Party Planning Before/After Having Kids

I was recently getting ready to host a breakfast at my house and at some point started laughing at myself.  You see, getting ready to host an event has drastically changed since I’ve had kids.  Let me give you a few examples:

Menu Planning:

Before kids:  Take careful time to create a menu all around a focused theme.   Look through all the cook books, magazines and chose the perfect food that compliments the undertones of the hand-picked, only the best, Colombian coffee.

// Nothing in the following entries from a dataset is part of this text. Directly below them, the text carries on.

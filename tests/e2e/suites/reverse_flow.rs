//! 逆向场景测试套件
//!
//! 已发货/已送达的订单不能取消，订单保持原状态且不产生任何事件。

use crate::data::*;
use crate::setup::TestEnvironment;
use order_service::dto::UpdateOrderStatusRequest;
use order_service::{OrderError, OrderStatus};
use order_shared::events::routing_keys;

#[tokio::test]
async fn test_cancel_after_shipping_is_rejected() {
    let env = TestEnvironment::setup().await.unwrap();
    let created = env
        .service
        .create_order(two_product_order("user-reverse-1"))
        .await
        .unwrap();

    env.service
        .update_order_status(created.id(), UpdateOrderStatusRequest::new(OrderStatus::Shipped))
        .await
        .unwrap();
    let published_before = env.broker.published().len();

    let err = env
        .service
        .update_order_status(created.id(), UpdateOrderStatusRequest::new(OrderStatus::Cancelled))
        .await
        .unwrap_err();

    assert!(matches!(
        err,
        OrderError::InvalidTransition {
            from: OrderStatus::Shipped,
            to: OrderStatus::Cancelled,
            ..
        }
    ));
    assert_eq!(err.status_code().as_u16(), 500);

    let order = env.service.get_order_by_id(created.id()).await.unwrap();
    assert_eq!(order.status(), OrderStatus::Shipped);
    assert_eq!(env.broker.published().len(), published_before);
    assert!(
        !env.broker
            .published_routing_keys()
            .contains(&routing_keys::CANCELLED.to_string())
    );

    env.shutdown().await.unwrap();
}

#[tokio::test]
async fn test_cancel_after_delivery_is_rejected() {
    let env = TestEnvironment::setup().await.unwrap();
    let created = env
        .service
        .create_order(two_product_order("user-reverse-2"))
        .await
        .unwrap();

    env.service
        .update_order_status(created.id(), UpdateOrderStatusRequest::new(OrderStatus::Delivered))
        .await
        .unwrap();

    let result = env
        .service
        .update_order_status(created.id(), UpdateOrderStatusRequest::new(OrderStatus::Cancelled))
        .await;
    assert!(matches!(result, Err(OrderError::InvalidTransition { .. })));

    let summary = env
        .service
        .get_order_summary_by_id(created.id())
        .await
        .unwrap();
    assert_eq!(summary.status, OrderStatus::Delivered);

    env.shutdown().await.unwrap();
}

#[tokio::test]
async fn test_update_unknown_order_is_not_found() {
    let env = TestEnvironment::setup().await.unwrap();

    let result = env
        .service
        .update_order_status("no-such-order", UpdateOrderStatusRequest::new(OrderStatus::Confirmed))
        .await;

    assert!(matches!(result, Err(OrderError::OrderNotFound(_))));
    assert!(env.broker.published().is_empty());

    env.shutdown().await.unwrap();
}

After kids:  Pick up donuts from store.  Sprinkle your own powdered sugar on top to make them look homemade.  Also grab a premade fruit bowl, and granola bars.  The theme is “I don’t give a shit.”

 

House cleaning:

Before kids: Who are you kidding?  You have no children your house is already cleaner than it will ever be in your life again but somehow you find stuff to clean.  The whole house gets cleaned to the point of shiny.  Baseboards, under the stove and refrigerator all sparkle.   You make sure you have room in your coat closet for others and that it is neat and tidy.  Bathrooms get fresh flowers.  The morning of the event you have extra time so you do a quick dusting of all surfaces.

After kids:  ONLY the 1st floor gets cleaned.  Bathroom gets a candle with the light on a dimmer.  Rooms get Febreezed.   You’ve learned that smelling clean is more important than actual clean.  Decide what parts of the house people will see.  As people arrive, shove stuff into those opportunity holes to give allusion of being picked up.

Door open closed

 

Oven

Dryer_edited-1

 You hope people don’t wear coats because you locked the coat closet.

That’s where you hid your laundry mountain.

 

Decor

Before kids:  You spend a good amount of time putting together a centerpiece, handmade napkin holders, and place cards.  Everything is coordinated in the perfect shade of sea green.  You set out china on the table.

 

After kids:  You dump donuts onto a plate and sprinkle with powdered sugar.  That is your centerpiece.  Napkin holders are dumb and sit where ever the hell you want.

 

I know I can’t be the only one right?  Who has time for all that pre-children silliness?  I host to bring friends together and have learned a lot of “faking it” tricks throughout the years.  Besides, if they’re really my friends, they wouldn’t want me to clean.  Only people who hate you want you to clean your house.